The process of cell-cannibalism scientifically referred to as entosis, occurs when one cell surrounds, kills, and digests another. This process does not typically occur in healthy cells, but rather is noted in the cells of tumors. The latest research on this cannibalism can be triggered by division within a cell when one divides into two. The uncontrolled division of cells is the key hallmark of cancer therefore, this cannibalism could oppose cancers effects.

The research of this involves epithelial cells which form many surfaces of the body and contribute to 80% of human cancers. These cells normally form strong bonds to the surroundings when they divide in the body. The study shows that weakened attachments result in a higher rate of this cell cannibalism. This can help to explain why drugs that make weaker cell attachments are effective at being anti-cancer drugs.
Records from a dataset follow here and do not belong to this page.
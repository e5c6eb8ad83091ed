// SPDX-License-Identifier: Apache-2.0
// Copyright (c) 2025 Polyframe Inc.

//! Sculpt passes and the pipeline that runs them
//!
//! A pass is a pure transformation of a [`Mesh`]: it owns no scene state and
//! sees only the mesh it is handed plus the asset store for external images.

mod assets;
mod carve;
mod displace;
mod field;
mod height_map;
pub mod manifest;
mod normals;
mod pipeline;
mod smooth;
mod solidify;
mod transform;

pub use assets::AssetStore;
pub use carve::{Axis, CarveReport, ThresholdCarve};
pub use displace::{ImageDisplace, NoiseDisplace, RadialJitter};
pub use field::{FieldSampler, NoiseField, NoiseKind};
pub use height_map::HeightMap;
pub use manifest::{Manifest, PassRecord};
pub use normals::{make_consistent, RecalculateNormals};
pub use pipeline::{Pipeline, SculptOutput};
pub use smooth::Smooth;
pub use solidify::Solidify;
pub use transform::{Scale, Subdivide};

use crate::error::SculptResult;
use crate::geometry::Mesh;
use serde::{Deserialize, Serialize};

/// A single mesh transformation step
pub trait MeshPass {
    /// Stable snake_case identifier used in manifests and errors
    fn name(&self) -> &'static str;

    fn apply(&self, mesh: &mut Mesh, assets: &mut AssetStore) -> SculptResult<PassDetail>;
}

/// Pass-specific facts worth keeping in the manifest
#[derive(Debug, Clone, Copy, PartialEq, Default, Serialize, Deserialize)]
#[serde(tag = "kind", rename_all = "snake_case")]
pub enum PassDetail {
    #[default]
    None,
    Carve(CarveReport),
}

impl PassDetail {
    pub fn is_none(&self) -> bool {
        matches!(self, PassDetail::None)
    }
}

/// Every pass the pipeline knows about, tagged by `pass` in TOML/JSON
#[derive(Debug, Clone, PartialEq, Serialize, Deserialize)]
#[serde(tag = "pass", rename_all = "snake_case")]
pub enum SculptPass {
    NoiseDisplace(NoiseDisplace),
    ImageDisplace(ImageDisplace),
    ThresholdCarve(ThresholdCarve),
    Smooth(Smooth),
    Solidify(Solidify),
    RecalculateNormals(RecalculateNormals),
    Scale(Scale),
    Subdivide(Subdivide),
    RadialJitter(RadialJitter),
}

impl SculptPass {
    fn inner(&self) -> &dyn MeshPass {
        match self {
            SculptPass::NoiseDisplace(p) => p,
            SculptPass::ImageDisplace(p) => p,
            SculptPass::ThresholdCarve(p) => p,
            SculptPass::Smooth(p) => p,
            SculptPass::Solidify(p) => p,
            SculptPass::RecalculateNormals(p) => p,
            SculptPass::Scale(p) => p,
            SculptPass::Subdivide(p) => p,
            SculptPass::RadialJitter(p) => p,
        }
    }

    /// Parameters as a JSON object, without the `pass` tag
    pub fn params(&self) -> serde_json::Value {
        let mut value = serde_json::to_value(self).unwrap_or(serde_json::Value::Null);
        if let Some(object) = value.as_object_mut() {
            object.remove("pass");
        }
        value
    }
}

impl MeshPass for SculptPass {
    fn name(&self) -> &'static str {
        self.inner().name()
    }

    fn apply(&self, mesh: &mut Mesh, assets: &mut AssetStore) -> SculptResult<PassDetail> {
        self.inner().apply(mesh, assets)
    }
}

macro_rules! impl_from_pass {
    ($($variant:ident),* $(,)?) => {
        $(
            impl From<$variant> for SculptPass {
                fn from(pass: $variant) -> Self {
                    SculptPass::$variant(pass)
                }
            }
        )*
    };
}

impl_from_pass!(
    NoiseDisplace,
    ImageDisplace,
    ThresholdCarve,
    Smooth,
    Solidify,
    RecalculateNormals,
    Scale,
    Subdivide,
    RadialJitter,
);

#[cfg(test)]
mod tests {
    use super::*;

    #[test]
    fn test_pass_list_from_toml() {
        #[derive(Deserialize)]
        struct Passes {
            passes: Vec<SculptPass>,
        }

        let parsed: Passes = toml::from_str(
            r#"
            [[passes]]
            pass = "noise_displace"
            strength = 0.2
            field = { kind = "cellular", seed = 42, noise_scale = 3.0 }

            [[passes]]
            pass = "threshold_carve"
            threshold = 0.01

            [[passes]]
            pass = "smooth"
            factor = 0.5
            repeat = 3
            "#,
        )
        .unwrap();

        assert_eq!(parsed.passes.len(), 3);
        assert_eq!(parsed.passes[0].name(), "noise_displace");
        match &parsed.passes[1] {
            SculptPass::ThresholdCarve(carve) => assert_eq!(carve.axis, Axis::Z),
            other => panic!("unexpected pass {:?}", other),
        }
    }

    #[test]
    fn test_params_drop_tag() {
        let pass = SculptPass::from(Smooth::new(0.5, 3));
        let params = pass.params();
        assert!(params.get("pass").is_none());
        assert_eq!(params["repeat"], 3);
    }
}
One of the initial authors on the paper, Dr. Jo Durgan stated “We set out to identify the proteins that control cell cannibalism in tumour cells, but by using time-lapse microscopy to watch this process in action, we stumbled across a completely unexpected new mechanism. The link we’ve found to cell division is really intriguing from the perspective of cancer.”

The cell cannibalism that has not been studied well at this point, has a complex relationship with cancer which we have yet to understand fully on whether or not it hinders tumor growth. The discovery that dividing cells have a higher rate of being cannibalized by other cells helps to suggest that entosis may be a viable option for preventing and reducing cancer.